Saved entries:
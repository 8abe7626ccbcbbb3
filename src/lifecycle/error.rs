//! Lifecycle-specific error types

use crate::error::Error;
use std::time::Duration;
use thiserror::Error;

/// The hook phase a lifecycle failure happened in.
#[derive(Debug, Clone, Copy, PartialEq, Eq, strum_macros::Display)]
#[strum(serialize_all = "snake_case")]
pub enum LifecyclePhase {
    Create,
    Destroy,
}

/// Errors raised while starting or stopping an application
#[derive(Debug, Error)]
pub enum LifecycleError {
    /// Structural problem: unknown or cyclic modules, duplicate bindings,
    /// unbound hook parameters
    #[error(transparent)]
    Definition(#[from] Error),

    /// A singleton component of the module could not be constructed
    #[error("Failed to instantiate module '{module}': {source}")]
    InstantiationFailed {
        module: String,
        #[source]
        source: Error,
    },

    /// A hook returned an error
    #[error("Hook '{hook}' of module '{module}' failed during {phase}: {source}")]
    HookFailed {
        module: String,
        hook: String,
        phase: LifecyclePhase,
        #[source]
        source: anyhow::Error,
    },

    /// A hook ran past the configured timeout
    #[error("Hook '{hook}' of module '{module}' timed out after {after:?} during {phase}")]
    Timeout {
        module: String,
        hook: String,
        phase: LifecyclePhase,
        after: Duration,
    },
}

impl LifecycleError {
    /// The module the failure is attributed to, if any.
    pub fn module(&self) -> Option<&str> {
        match self {
            Self::Definition(_) => None,
            Self::InstantiationFailed { module, .. }
            | Self::HookFailed { module, .. }
            | Self::Timeout { module, .. } => Some(module),
        }
    }
}

/// A specialized Result type for lifecycle operations
pub type Result<T> = std::result::Result<T, LifecycleError>;
#[cfg(test)]
mod tests {
    use super::*;
    use crate::guard::{Guard, GuardError, GuardResult, guard};
    use crate::http::{header, path_param, query_param};
    use crate::interceptor::{Interceptor, InterceptorResult};
    use crate::lifecycle::{Application, LifecycleError};
    use crate::method::{Arguments, Method, ParameterBinding};
    use async_trait::async_trait;
    use axum::Json;
    use axum::body::Body;
    use serde_json::{Value, json};
    use tokio::io::{AsyncReadExt, AsyncWriteExt};
    use tower::ServiceExt;

    struct Users;

    fn find_user() -> Method<Users, Response> {
        Method::new("find_user", 3, |_: Arc<Users>, args: Arguments| async move {
            let id = args.cloned::<Option<String>>(0)?;
            let fields = args.cloned::<Option<String>>(1)?;
            let caller = args.cloned::<Option<String>>(2)?;
            match id.as_deref() {
                Some("1") => Ok(Json(json!({
                    "id": 1,
                    "fields": fields,
                    "caller": caller,
                }))
                .into_response()),
                _ => Err(HttpError::not_found("no such user").into()),
            }
        })
        .bind(path_param("id"))
        .bind(query_param("fields"))
        .bind(header("x-caller"))
    }

    fn create_user() -> Method<Users, Response> {
        Method::new("create_user", 1, |_: Arc<Users>, args: Arguments| async move {
            let http = args.get::<HttpContext>(0)?;
            let input: Value = http.json()?;
            Ok((StatusCode::CREATED, Json(input)).into_response())
        })
        .bind(ParameterBinding::of::<HttpContext>())
    }

    struct ApiKey;

    #[async_trait]
    impl Guard for ApiKey {
        async fn can_activate(&self, context: &RequestContext) -> GuardResult {
            let http = context
                .resolve::<HttpContext>()
                .await
                .map_err(|e| GuardError::Unauthorized(e.to_string()))?;
            match http.header("x-api-key") {
                Some("open-sesame") => Ok(()),
                Some(_) => Err(GuardError::Forbidden("wrong key".into())),
                None => Err(GuardError::Unauthorized("missing key".into())),
            }
        }
    }

    /// Answers for the handler while maintenance is requested.
    struct Maintenance;

    #[async_trait]
    impl Interceptor for Maintenance {
        async fn intercept(&self, context: &RequestContext, next: Next) -> InterceptorResult {
            let http = context.resolve::<HttpContext>().await?;
            if http.query_param("maintenance").is_some() {
                http.respond(StatusCode::SERVICE_UNAVAILABLE.into_response());
                return Ok(());
            }
            next.run(context).await
        }
    }

    fn users_module() -> HttpModule {
        HttpModule::builder("http")
            .constant(ConstantDescriptor::of(Users))
            .constant(ConstantDescriptor::of(ApiKey))
            .constant(ConstantDescriptor::of(Maintenance))
            .interceptor(InterceptorRef::of::<Maintenance>())
            .controller(
                HttpController::<Users>::new("/users")
                    .interceptor(guard::<ApiKey>())
                    .get("/{id}", find_user())
                    .post("/", create_user()),
            )
            .build()
    }

    async fn json_body(response: Response) -> Value {
        let bytes = axum::body::to_bytes(response.into_body(), usize::MAX)
            .await
            .unwrap();
        serde_json::from_slice(&bytes).unwrap()
    }

    #[tokio::test]
    async fn routes_resolve_request_parameters() {
        let module = users_module();
        let handle = module.handle();
        let app = Application::builder()
            .module(module.descriptor())
            .start("http")
            .await
            .unwrap();
        let router = handle.router().unwrap();

        let request = axum::http::Request::get("/users/1?fields=name")
            .header("x-api-key", "open-sesame")
            .header("x-caller", "tests")
            .body(Body::empty())
            .unwrap();
        let response = router.clone().oneshot(request).await.unwrap();
        assert_eq!(response.status(), StatusCode::OK);
        assert_eq!(
            json_body(response).await,
            json!({"id": 1, "fields": "name", "caller": "tests"})
        );

        let request = axum::http::Request::get("/users/9")
            .header("x-api-key", "open-sesame")
            .body(Body::empty())
            .unwrap();
        let response = router.clone().oneshot(request).await.unwrap();
        assert_eq!(response.status(), StatusCode::NOT_FOUND);
        assert_eq!(json_body(response).await["statusCode"], 404);

        let request = axum::http::Request::post("/users")
            .header("x-api-key", "open-sesame")
            .body(Body::from(r#"{"name":"ada"}"#))
            .unwrap();
        let response = router.oneshot(request).await.unwrap();
        assert_eq!(response.status(), StatusCode::CREATED);
        assert_eq!(json_body(response).await, json!({"name": "ada"}));

        assert!(app.stop().await.is_clean());
    }

    #[tokio::test]
    async fn interceptors_can_deny_or_answer_for_the_handler() {
        let module = users_module();
        let handle = module.handle();
        let app = Application::builder()
            .module(module.descriptor())
            .start("http")
            .await
            .unwrap();
        let router = handle.router().unwrap();

        let request = axum::http::Request::get("/users/1")
            .body(Body::empty())
            .unwrap();
        let response = router.clone().oneshot(request).await.unwrap();
        assert_eq!(response.status(), StatusCode::UNAUTHORIZED);

        let request = axum::http::Request::get("/users/1")
            .header("x-api-key", "guess")
            .body(Body::empty())
            .unwrap();
        let response = router.clone().oneshot(request).await.unwrap();
        assert_eq!(response.status(), StatusCode::FORBIDDEN);

        let request = axum::http::Request::get("/users/1?maintenance=1")
            .body(Body::empty())
            .unwrap();
        let response = router.oneshot(request).await.unwrap();
        assert_eq!(response.status(), StatusCode::SERVICE_UNAVAILABLE);

        app.stop().await;
    }

    #[tokio::test]
    async fn oversized_bodies_are_rejected_before_the_chain() {
        let module = HttpModule::builder("http")
            .constant(ConstantDescriptor::of(Users))
            .body_limit(16)
            .controller(HttpController::<Users>::new("/users").post("/", create_user()))
            .build();
        let handle = module.handle();
        let app = Application::builder()
            .module(module.descriptor())
            .start("http")
            .await
            .unwrap();
        let router = handle.router().unwrap();

        let request = axum::http::Request::post("/users")
            .body(Body::from(format!(r#"{{"name":"{}"}}"#, "a".repeat(64))))
            .unwrap();
        let response = router.clone().oneshot(request).await.unwrap();
        assert_eq!(response.status(), StatusCode::PAYLOAD_TOO_LARGE);
        assert_eq!(json_body(response).await["statusCode"], 413);

        let request = axum::http::Request::post("/users")
            .body(Body::from(r#"{"name":"ada"}"#))
            .unwrap();
        let response = router.oneshot(request).await.unwrap();
        assert_eq!(response.status(), StatusCode::CREATED);

        assert!(app.stop().await.is_clean());
    }

    #[tokio::test]
    async fn duplicate_routes_fail_start() {
        let module = HttpModule::builder("http")
            .constant(ConstantDescriptor::of(Users))
            .controller(HttpController::<Users>::new("/users").get("/{id}", find_user()))
            .controller(HttpController::<Users>::new("/users/").get("{id}", find_user()))
            .build();

        let err = Application::builder()
            .module(module.descriptor())
            .start("http")
            .await
            .err()
            .unwrap();
        assert!(matches!(
            err,
            LifecycleError::Definition(Error::DuplicateRegistration { .. })
        ));
    }

    #[tokio::test]
    async fn listening_module_serves_until_destroyed() {
        let health: Method<Users, Response> =
            Method::new("health", 0, |_: Arc<Users>, _: Arguments| async {
                Ok(StatusCode::OK.into_response())
            });
        let module = HttpModule::builder("http")
            .constant(ConstantDescriptor::of(Users))
            .controller(HttpController::<Users>::new("/").get("/health", health))
            .listen(([127, 0, 0, 1], 0).into())
            .build();
        let handle = module.handle();
        let app = Application::builder()
            .module(module.descriptor())
            .start("http")
            .await
            .unwrap();

        let addr = handle.local_addr().unwrap();
        let mut stream = tokio::net::TcpStream::connect(addr).await.unwrap();
        stream
            .write_all(b"GET /health HTTP/1.1\r\nHost: localhost\r\nConnection: close\r\n\r\n")
            .await
            .unwrap();
        let mut raw = Vec::new();
        stream.read_to_end(&mut raw).await.unwrap();
        assert!(String::from_utf8_lossy(&raw).starts_with("HTTP/1.1 200"));

        assert!(app.stop().await.is_clean());
        assert!(handle.local_addr().is_none());
        assert!(tokio::net::TcpStream::connect(addr).await.is_err());
    }
}
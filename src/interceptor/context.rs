use crate::di::{Constraint, Instance, Scope, ServiceId};
use crate::error::Result;
use std::sync::Arc;
use uuid::Uuid;

/// The context of one unit of work.
///
/// Wraps the unit's child scope. Creating a context binds it into that scope
/// so components and parameter bindings can resolve it; transports bind their
/// own context type (an HTTP request, an event delivery) next to it.
#[derive(Clone, Debug)]
pub struct RequestContext {
    scope: Scope,
    id: Uuid,
}

impl RequestContext {
    pub fn new(scope: Scope) -> Result<Self> {
        let context = Self {
            id: scope.id(),
            scope,
        };
        context
            .scope
            .bind_constant(ServiceId::of::<RequestContext>(), context.clone())?;
        Ok(context)
    }

    pub fn scope(&self) -> &Scope {
        &self.scope
    }

    /// Identifies the unit of work in logs. Same as the scope's id.
    pub fn id(&self) -> Uuid {
        self.id
    }

    /// Bind `value` under its own type for the rest of the unit of work.
    pub fn bind<T: Send + Sync + 'static>(&self, value: T) -> Result<()> {
        self.scope.bind_constant(ServiceId::of::<T>(), value)
    }

    pub fn bind_as<T: Send + Sync + 'static>(&self, id: impl Into<ServiceId>, value: T) -> Result<()> {
        self.scope.bind_constant(id.into(), value)
    }

    pub fn bind_instance(&self, id: impl Into<ServiceId>, instance: Instance) -> Result<()> {
        self.scope.bind_instance(id.into(), instance)
    }

    pub async fn resolve<T: Send + Sync + 'static>(&self) -> Result<Arc<T>> {
        self.scope.resolve::<T>().await
    }

    pub async fn resolve_as<T: Send + Sync + 'static>(&self, id: impl Into<ServiceId>) -> Result<Arc<T>> {
        self.scope
            .resolve_as::<T>(&id.into(), &Constraint::default())
            .await
    }
}
use super::{EVENT_BUS_MODULE, EventBus, Subscription};
use crate::di::{
    ComponentDescriptor, ConstantDescriptor, FactoryDescriptor, Instance, Scope, ServiceId, downcast,
};
use crate::error::Result;
use crate::handler::EntryPoint;
use crate::interceptor::{InterceptorChain, InterceptorRef};
use crate::method::Method;
use crate::module::{Hook, ModuleBuilder, ModuleDescriptor, ModuleId};
use std::collections::HashSet;
use std::sync::{Arc, Mutex, PoisonError};

/// Bound into the scope of every event delivery.
#[derive(Clone)]
pub struct EventContext {
    topic: ServiceId,
    payload: Instance,
}

impl EventContext {
    pub fn topic(&self) -> &ServiceId {
        &self.topic
    }

    pub fn payload<P: Send + Sync + 'static>(&self) -> Result<Arc<P>> {
        downcast(Arc::clone(&self.payload))
    }
}

impl std::fmt::Debug for EventContext {
    fn fmt(&self, f: &mut std::fmt::Formatter<'_>) -> std::fmt::Result {
        f.debug_struct("EventContext")
            .field("topic", &self.topic)
            .finish_non_exhaustive()
    }
}

struct EventHandler<T> {
    topic: ServiceId,
    interceptors: Vec<InterceptorRef>,
    method: Method<T, ()>,
}

/// Event handlers declared on one component `T`.
///
/// The component itself is registered separately, in the event-subscription
/// module or in a module it requires.
pub struct SubscriberController<T> {
    target: ServiceId,
    interceptors: Vec<InterceptorRef>,
    labels: HashSet<String>,
    handlers: Vec<EventHandler<T>>,
}

impl<T: Send + Sync + 'static> SubscriberController<T> {
    pub fn new() -> Self {
        Self {
            target: ServiceId::of::<T>(),
            interceptors: Vec::new(),
            labels: HashSet::new(),
            handlers: Vec::new(),
        }
    }

    /// Resolve the controller component under `id` instead of `T`'s type.
    pub fn target(mut self, id: impl Into<ServiceId>) -> Self {
        self.target = id.into();
        self
    }

    /// Controller-level interceptor, applied to every handler.
    pub fn interceptor(mut self, interceptor: InterceptorRef) -> Self {
        self.interceptors.push(interceptor);
        self
    }

    pub fn label(mut self, label: impl Into<String>) -> Self {
        self.labels.insert(label.into());
        self
    }

    pub fn subscribe(self, topic: impl Into<ServiceId>, method: Method<T, ()>) -> Self {
        self.subscribe_with(topic, Vec::new(), method)
    }

    /// Subscribe `method` to `topic` with handler-level interceptors.
    pub fn subscribe_with(
        mut self,
        topic: impl Into<ServiceId>,
        interceptors: impl IntoIterator<Item = InterceptorRef>,
        method: Method<T, ()>,
    ) -> Self {
        self.handlers.push(EventHandler {
            topic: topic.into(),
            interceptors: interceptors.into_iter().collect(),
            method,
        });
        self
    }
}

impl<T: Send + Sync + 'static> Default for SubscriberController<T> {
    fn default() -> Self {
        Self::new()
    }
}

/// Type-erased view of a [`SubscriberController`].
trait Controller: Send + Sync {
    fn labels(&self) -> &HashSet<String>;

    fn validate(&self) -> Result<()>;

    fn entry_points(&self, root: &Scope, global: &[InterceptorRef]) -> Result<Vec<(ServiceId, EntryPoint)>>;
}

impl<T: Send + Sync + 'static> Controller for SubscriberController<T> {
    fn labels(&self) -> &HashSet<String> {
        &self.labels
    }

    fn validate(&self) -> Result<()> {
        self.handlers
            .iter()
            .try_for_each(|handler| handler.method.validate())
    }

    fn entry_points(&self, root: &Scope, global: &[InterceptorRef]) -> Result<Vec<(ServiceId, EntryPoint)>> {
        self.handlers
            .iter()
            .map(|handler| {
                let chain = InterceptorChain::new()
                    .extend_global(global.iter().cloned())
                    .extend_group(self.interceptors.iter().cloned())
                    .extend_handler(handler.interceptors.iter().cloned());
                let entry =
                    EntryPoint::for_method(root, &chain, self.target.clone(), handler.method.clone())?;
                Ok((handler.topic.clone(), entry))
            })
            .collect()
    }
}

struct SubscriptionState {
    module: ModuleId,
    global: Vec<InterceptorRef>,
    match_labels: Vec<String>,
    controllers: Vec<Box<dyn Controller>>,
    subscriptions: Mutex<Vec<Subscription>>,
}

impl SubscriptionState {
    fn selects(&self, controller: &dyn Controller) -> bool {
        self.match_labels
            .iter()
            .all(|label| controller.labels().contains(label))
    }

    fn validate(&self) -> Result<()> {
        self.controllers
            .iter()
            .try_for_each(|controller| controller.validate())
    }

    async fn subscribe_all(&self, scope: &Scope) -> anyhow::Result<()> {
        let bus = scope.resolve::<EventBus>().await?;

        // Compose every chain before subscribing anything, so a bad chain
        // leaves the bus untouched.
        let mut entries = Vec::new();
        for controller in &self.controllers {
            if self.selects(controller.as_ref()) {
                entries.extend(controller.entry_points(scope, &self.global)?);
            }
        }

        let mut subscriptions = self
            .subscriptions
            .lock()
            .unwrap_or_else(PoisonError::into_inner);
        for (topic, entry) in entries {
            tracing::debug!(module = %self.module, topic = %topic, handler = entry.name(), "Subscribing event handler");
            subscriptions.push(deliver_to(&bus, topic, entry));
        }
        Ok(())
    }

    fn unsubscribe_all(&self) {
        let subscriptions = std::mem::take(
            &mut *self
                .subscriptions
                .lock()
                .unwrap_or_else(PoisonError::into_inner),
        );
        let count = subscriptions.len();
        for subscription in subscriptions {
            subscription.unsubscribe();
        }
        tracing::debug!(module = %self.module, count, "Event handlers unsubscribed");
    }
}

fn deliver_to(bus: &EventBus, topic: ServiceId, entry: EntryPoint) -> Subscription {
    let key = topic.clone();
    bus.subscribe_instance(topic, move |payload: Instance| {
        let entry = entry.clone();
        let topic = key.clone();
        async move {
            entry
                .dispatch(|context| {
                    context.bind(EventContext {
                        topic: topic.clone(),
                        payload: Arc::clone(&payload),
                    })?;
                    context.bind_instance(topic, payload)
                })
                .await
        }
    })
}

/// A module that subscribes controller methods to the [`EventBus`] when it
/// is created and unsubscribes them when it is destroyed.
///
/// Every delivery runs as its own unit of work: a child scope holding the
/// [`EventContext`] and the payload (bound under the topic identity), wrapped
/// in the module's global interceptors, then the controller's, then the
/// handler's.
pub struct EventSubscriptionModule;

impl EventSubscriptionModule {
    pub fn builder(id: impl Into<ModuleId>) -> EventSubscriptionModuleBuilder {
        let id = id.into();
        EventSubscriptionModuleBuilder {
            module: ModuleDescriptor::builder(id.clone()).requires(EVENT_BUS_MODULE),
            id,
            global: Vec::new(),
            match_labels: Vec::new(),
            controllers: Vec::new(),
        }
    }
}

pub struct EventSubscriptionModuleBuilder {
    module: ModuleBuilder,
    id: ModuleId,
    global: Vec<InterceptorRef>,
    match_labels: Vec<String>,
    controllers: Vec<Box<dyn Controller>>,
}

impl EventSubscriptionModuleBuilder {
    pub fn requires(mut self, id: impl Into<ModuleId>) -> Self {
        self.module = self.module.requires(id);
        self
    }

    pub fn component(mut self, component: ComponentDescriptor) -> Self {
        self.module = self.module.component(component);
        self
    }

    pub fn factory(mut self, factory: FactoryDescriptor) -> Self {
        self.module = self.module.factory(factory);
        self
    }

    pub fn constant(mut self, constant: ConstantDescriptor) -> Self {
        self.module = self.module.constant(constant);
        self
    }

    /// Interceptor applied around every handler of the module.
    pub fn interceptor(mut self, interceptor: InterceptorRef) -> Self {
        self.global.push(interceptor);
        self
    }

    /// Only subscribe controllers carrying this label. Repeatable; a
    /// controller must carry every listed label.
    pub fn match_labels(mut self, labels: impl IntoIterator<Item = impl Into<String>>) -> Self {
        self.match_labels
            .extend(labels.into_iter().map(Into::into));
        self
    }

    pub fn controller<T: Send + Sync + 'static>(mut self, controller: SubscriberController<T>) -> Self {
        self.controllers.push(Box::new(controller));
        self
    }

    pub fn build(self) -> Arc<ModuleDescriptor> {
        let state = Arc::new(SubscriptionState {
            module: self.id.clone(),
            global: self.global,
            match_labels: self.match_labels,
            controllers: self.controllers,
            subscriptions: Mutex::new(Vec::new()),
        });

        let on_create = {
            let state = Arc::clone(&state);
            let checked = Arc::clone(&state);
            Hook::new(format!("{}::subscribe", self.id), move |scope: Scope| {
                let state = Arc::clone(&state);
                async move { state.subscribe_all(&scope).await }
            })
            .checked(move || checked.validate())
        };
        let on_destroy = Hook::new(format!("{}::unsubscribe", self.id), move |_: Scope| {
            state.unsubscribe_all();
            async { Ok(()) }
        });

        self.module
            .on_create(on_create)
            .on_destroy(on_destroy)
            .build()
    }
}
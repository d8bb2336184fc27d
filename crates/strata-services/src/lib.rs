//! strata-services — networking, key-value store, and chunked columns.
//!
//! Layering, leaf to root: `frame` (length-prefixed message I/O) →
//! `directory` (membership snapshots) → `rendezvous` / `node` (the two
//! endpoint roles) → `kvstore` (put / get / wait-and-get) → `column`
//! (chunked columns spilled into the store).

pub mod column;
pub mod directory;
pub mod frame;
pub mod kvstore;
pub mod node;
pub mod rendezvous;

pub use column::ChunkedColumn;
pub use directory::{Directory, DirectoryView};
pub use kvstore::KvStore;
pub use node::PeerNode;
pub use rendezvous::RendezvousServer;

Your goal
From the records above, transcribe exactly the run of lines that opens with the line holding "scope holding the" and closes with the line holding "pub fn requires(mut", both included.

Task solution
/// Every delivery runs as its own unit of work: a child scope holding the
/// [`EventContext`] and the payload (bound under the topic identity), wrapped
/// in the module's global interceptors, then the controller's, then the
/// handler's.
pub struct EventSubscriptionModule;

impl EventSubscriptionModule {
    pub fn builder(id: impl Into<ModuleId>) -> EventSubscriptionModuleBuilder {
        let id = id.into();
        EventSubscriptionModuleBuilder {
            module: ModuleDescriptor::builder(id.clone()).requires(EVENT_BUS_MODULE),
            id,
            global: Vec::new(),
            match_labels: Vec::new(),
            controllers: Vec::new(),
        }
    }
}

pub struct EventSubscriptionModuleBuilder {
    module: ModuleBuilder,
    id: ModuleId,
    global: Vec<InterceptorRef>,
    match_labels: Vec<String>,
    controllers: Vec<Box<dyn Controller>>,
}

impl EventSubscriptionModuleBuilder {
    pub fn requires(mut self, id: impl Into<ModuleId>) -> Self {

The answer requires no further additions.